My Lithuanian relatives who did not emigrate would have accepted his opener as a given. For decades after World War II they never, at the local postal exchange, accepted a letter or package from the United States. Tear open an envelope from America, and you could be hauled in, accused of a foreign plot. Frustrated in their efforts to arrest my grandfather, the postwar Soviet secret police (formerly the NKVD, now called the NKGB until the intelligence service arm that contained the police was renamed the Ministry for State Security or MGB in 1946) came nightly, with tragic consequences, to the house of Senelis’s brother Paul. For years they came: pounding on doors, screaming, dragging the whole family outside in their nightclothes. Chests of drawers were pulled out, the contents dumped, pictures ripped from walls. Dogs howled as the police tormented Paul, his wife, and their children in the rain and the snow and the late northern light of summer evenings. One such night, Senelis’s pregnant sister-in-law could not, as the police ordered her to, move quickly enough down an attic ladder. She fell beyond the arms of her husband. The child born after that fall, still childlike though she is grown, is cared for today by her older sister, Marytė, and is held close by her entire family. When I met her she half smiled, her face shining, though she did not, in my presence, speak.
MEMBERS
OF THE Lithuanian parliament sit in the first several rows. A few look at notes, others chat, a bit stiff, decorous.
Before the reading, Ruta Sepetys gives a brief introduction, complete with slide show, about the horrors of Stalin. There he is, the monster with the mustache. She’s singing to the choir, so to speak. People nod as she speaks. There are tears on some faces, tears of memory, I imagine—not of him, but of the ruin his dictates brought down on them.
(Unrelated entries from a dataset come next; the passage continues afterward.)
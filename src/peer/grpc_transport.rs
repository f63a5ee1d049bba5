use crate::commitlog::{index_to_u64, Index};
use crate::consensus::{
    AppendEntriesInput, AppendEntriesOutput, InstallSnapshotInput, InstallSnapshotOutput, JoinClusterInput,
    JoinClusterOutput, JoinReplyError, LeaderInfo, NodeId, PeerReplyError, PeerTarget, PeerTransport,
    RequestVoteInput, RequestVoteOutput, Term,
};
use crate::grpc::grpc_discovery_client::GrpcDiscoveryClient;
use crate::grpc::grpc_raft_client::GrpcRaftClient;
use crate::grpc::{
    proto_append_entries_error, proto_append_entries_result, proto_install_snapshot_error,
    proto_install_snapshot_result, proto_join_error, proto_join_result, proto_request_vote_error,
    proto_request_vote_result, ProtoAppendEntriesReq, ProtoAppendEntriesResult, ProtoInstallSnapshotReq,
    ProtoInstallSnapshotResult, ProtoJoinReq, ProtoJoinResult, ProtoLogEntry, ProtoRequestVoteReq,
    ProtoRequestVoteResult,
};
use crate::peer::PeerConnections;
use tonic::transport::{Channel, Endpoint};
use tonic::{Code, Status};

/// Outbound consensus and join traffic over gRPC. One lazily connected channel is shared per
/// peer address.
pub(crate) struct GrpcPeerTransport {
    logger: slog::Logger,
    channels: PeerConnections<Channel>,
}

impl GrpcPeerTransport {
    pub(crate) fn new(logger: slog::Logger) -> Self {
        GrpcPeerTransport {
            logger,
            channels: PeerConnections::new(),
        }
    }

    async fn channel(&self, address: &str) -> Result<Channel, String> {
        let logger = &self.logger;
        self.channels
            .get_or_connect(address, || async move {
                let endpoint = Endpoint::from_shared(format!("http://{}", address))
                    .map_err(|e| format!("Invalid peer address '{}': {}", address, e))?;
                slog::info!(logger, "Opening channel to {}", address);
                endpoint
                    .connect_lazy()
                    .map_err(|e| format!("Failed to open channel to '{}': {}", address, e))
            })
            .await
    }

    fn call_failed(&self, address: &str, status: Status) -> String {
        // A broken channel is rebuilt on next use.
        if status.code() == Code::Unavailable {
            self.channels.forget(address);
        }
        format!("{}: {}", address, status)
    }

    fn convert_request_vote_result(result: ProtoRequestVoteResult) -> Result<RequestVoteOutput, PeerReplyError> {
        match result.result {
            Some(proto_request_vote_result::Result::Ok(ok)) => Ok(RequestVoteOutput {
                vote_granted: ok.vote_granted,
                current_term: Term::new(ok.current_term),
            }),
            Some(proto_request_vote_result::Result::Err(err)) => Err(match err.err {
                Some(proto_request_vote_error::Err::StaleTerm(stale)) => PeerReplyError::StaleTerm {
                    new_term: Term::new(stale.current_term),
                },
                Some(proto_request_vote_error::Err::ClientNotInCluster(_)) => PeerReplyError::NotInCluster,
                Some(proto_request_vote_error::Err::ServerFault(fault)) => PeerReplyError::RetryableFailure(fault.message),
                None => PeerReplyError::RetryableFailure("Empty RequestVote error".into()),
            }),
            None => Err(PeerReplyError::RetryableFailure("Empty RequestVote result".into())),
        }
    }

    fn convert_append_entries_result(
        result: ProtoAppendEntriesResult,
    ) -> Result<AppendEntriesOutput, PeerReplyError> {
        match result.result {
            Some(proto_append_entries_result::Result::Ok(ok)) => Ok(AppendEntriesOutput {
                matched_index: Index::from_u64_opt(ok.matched_index),
            }),
            Some(proto_append_entries_result::Result::Err(err)) => Err(match err.err {
                Some(proto_append_entries_error::Err::StaleTerm(stale)) => PeerReplyError::StaleTerm {
                    new_term: Term::new(stale.current_term),
                },
                Some(proto_append_entries_error::Err::MissingLog(missing)) => {
                    PeerReplyError::PeerMissingPreviousLogEntry {
                        last_log_index: Index::from_u64_opt(missing.last_log_entry_index),
                    }
                }
                Some(proto_append_entries_error::Err::ServerFault(fault)) => {
                    PeerReplyError::RetryableFailure(fault.message)
                }
                None => PeerReplyError::RetryableFailure("Empty AppendEntries error".into()),
            }),
            None => Err(PeerReplyError::RetryableFailure("Empty AppendEntries result".into())),
        }
    }

    fn convert_install_snapshot_result(
        result: ProtoInstallSnapshotResult,
    ) -> Result<InstallSnapshotOutput, PeerReplyError> {
        match result.result {
            Some(proto_install_snapshot_result::Result::Ok(ok)) => Ok(InstallSnapshotOutput {
                matched_index: Index::from_u64_opt(ok.matched_index),
            }),
            Some(proto_install_snapshot_result::Result::Err(err)) => Err(match err.err {
                Some(proto_install_snapshot_error::Err::StaleTerm(stale)) => PeerReplyError::StaleTerm {
                    new_term: Term::new(stale.current_term),
                },
                Some(proto_install_snapshot_error::Err::ServerFault(fault)) => {
                    PeerReplyError::RetryableFailure(fault.message)
                }
                None => PeerReplyError::RetryableFailure("Empty InstallSnapshot error".into()),
            }),
            None => Err(PeerReplyError::RetryableFailure("Empty InstallSnapshot result".into())),
        }
    }

    fn convert_join_result(result: ProtoJoinResult) -> Result<JoinClusterOutput, JoinReplyError> {
        match result.result {
            Some(proto_join_result::Result::Accepted(accepted)) => Ok(JoinClusterOutput::Accepted {
                leader_id: NodeId::new(accepted.leader_node_id),
                term: Term::new(accepted.term),
            }),
            Some(proto_join_result::Result::Redirect(redirect)) => Ok(JoinClusterOutput::Redirect {
                leader: LeaderInfo {
                    node_id: NodeId::new(redirect.leader_node_id),
                    address: redirect.leader_address,
                },
                term: Term::new(redirect.term),
            }),
            Some(proto_join_result::Result::NoLeader(no_leader)) => Ok(JoinClusterOutput::NoLeader {
                term: Term::new(no_leader.term),
            }),
            Some(proto_join_result::Result::Err(err)) => Err(match err.err {
                Some(proto_join_error::Err::WrongCluster(wrong)) => JoinReplyError::WrongCluster(wrong.cluster_name),
                Some(proto_join_error::Err::ServerFault(fault)) => JoinReplyError::RetryableFailure(fault.message),
                None => JoinReplyError::RetryableFailure("Empty Join error".into()),
            }),
            None => Err(JoinReplyError::RetryableFailure("Empty Join result".into())),
        }
    }
}

fn log_entry_metadata(entry: Option<(Term, Index)>) -> (u64, u64) {
    match entry {
        Some((term, index)) => (term.as_u64(), index.as_u64()),
        None => (0, 0),
    }
}

#[async_trait::async_trait]
impl PeerTransport for GrpcPeerTransport {
    async fn request_vote(
        &self,
        peer: &PeerTarget,
        input: RequestVoteInput,
    ) -> Result<RequestVoteOutput, PeerReplyError> {
        let channel = self
            .channel(&peer.address)
            .await
            .map_err(PeerReplyError::RetryableFailure)?;
        let (last_log_entry_term, last_log_entry_index) = log_entry_metadata(input.candidate_last_log_entry);
        let request = ProtoRequestVoteReq {
            client_node_id: input.candidate_id.into_inner(),
            client_address: input.candidate_address,
            term: input.candidate_term.as_u64(),
            last_log_entry_term,
            last_log_entry_index,
        };

        let result = GrpcRaftClient::new(channel)
            .request_vote(request)
            .await
            .map_err(|status| PeerReplyError::RetryableFailure(self.call_failed(&peer.address, status)))?;
        Self::convert_request_vote_result(result.into_inner())
    }

    async fn append_entries(
        &self,
        peer: &PeerTarget,
        input: AppendEntriesInput,
    ) -> Result<AppendEntriesOutput, PeerReplyError> {
        let channel = self
            .channel(&peer.address)
            .await
            .map_err(PeerReplyError::RetryableFailure)?;
        let (previous_log_entry_term, previous_log_entry_index) =
            log_entry_metadata(input.leader_previous_log_entry);
        let request = ProtoAppendEntriesReq {
            client_node_id: input.leader_id.into_inner(),
            client_address: input.leader_address,
            term: input.leader_term.as_u64(),
            commit_index: index_to_u64(input.leader_commit_index),
            previous_log_entry_term,
            previous_log_entry_index,
            new_entries: input
                .new_entries
                .into_iter()
                .map(|entry| ProtoLogEntry {
                    term: entry.term.as_u64(),
                    data: entry.data,
                })
                .collect(),
        };

        let result = GrpcRaftClient::new(channel)
            .append_entries(request)
            .await
            .map_err(|status| PeerReplyError::RetryableFailure(self.call_failed(&peer.address, status)))?;
        Self::convert_append_entries_result(result.into_inner())
    }

    async fn install_snapshot(
        &self,
        peer: &PeerTarget,
        input: InstallSnapshotInput,
    ) -> Result<InstallSnapshotOutput, PeerReplyError> {
        let cluster_state = input
            .snapshot
            .encode()
            .map_err(|e| PeerReplyError::RetryableFailure(format!("Failed to encode snapshot: {}", e)))?;
        let channel = self
            .channel(&peer.address)
            .await
            .map_err(PeerReplyError::RetryableFailure)?;
        let request = ProtoInstallSnapshotReq {
            client_node_id: input.leader_id.into_inner(),
            client_address: input.leader_address,
            term: input.leader_term.as_u64(),
            last_included_term: input.snapshot.term,
            last_included_index: input.snapshot.index,
            cluster_state,
        };

        let result = GrpcRaftClient::new(channel)
            .install_snapshot(request)
            .await
            .map_err(|status| PeerReplyError::RetryableFailure(self.call_failed(&peer.address, status)))?;
        Self::convert_install_snapshot_result(result.into_inner())
    }

    async fn join_cluster(&self, address: &str, input: JoinClusterInput) -> Result<JoinClusterOutput, JoinReplyError> {
        let channel = self.channel(address).await.map_err(JoinReplyError::RetryableFailure)?;
        let request = ProtoJoinReq {
            client_node_id: input.node_id.into_inner(),
            client_address: input.address,
            cluster_name: input.cluster_name,
        };
        slog::debug!(self.logger, "ClientWire - {:?}", request);

        let result = GrpcDiscoveryClient::new(channel)
            .join(request)
            .await
            .map_err(|status| JoinReplyError::RetryableFailure(self.call_failed(address, status)))?;
        slog::debug!(self.logger, "ClientWire - {:?}", result);
        Self::convert_join_result(result.into_inner())
    }

    fn forget_address(&self, address: &str) {
        if self.channels.forget(address) {
            slog::info!(self.logger, "Closed channel to {}", address);
        }
    }
}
I don’t remember the slides that follow. Perhaps there are cattle cars. Perhaps there are faces of purge victims, returnees from Siberia, a pair of shoes made of a bit of timber, a diary scratched onto bark. At a certain point Ruta Sepetys’s large, lovely eyes brim over. How is it possible a system of criminality could inflict such pain upon a population? Babies thrown from trains. Families separated. She seems innocent to me, open. All this evil—and growing up, no one spoke to her about it!
But I know, I want to say. It’s the only story of my mother’s family, told again and again.
The protagonist of Sepetys’s novel is named Lina.
“She is our Anne Frank!” someone declares during the Q and A.
Anne Frank was real, I almost snap back. Though of course I understand that the fictional Lina represents all the real children, children who were, as my mother would have been if she were not in hiding, taken away with their Babitas and Senelises, their mothers and fathers, the men quickly separated from the women.
Still, I’m so disturbed by this comment, so disturbed by the papers in my bag, that faces blur. And it has nothing to do with Ruta Sepetys, whose book Between Shades of Gray is a marvel and who once posted a bit on her author’s site about her writing process. Her account of her endless redrafting, her refusal to lighten up what was inherently tragic so it would be more palatable to potential publishers, instantly won me over.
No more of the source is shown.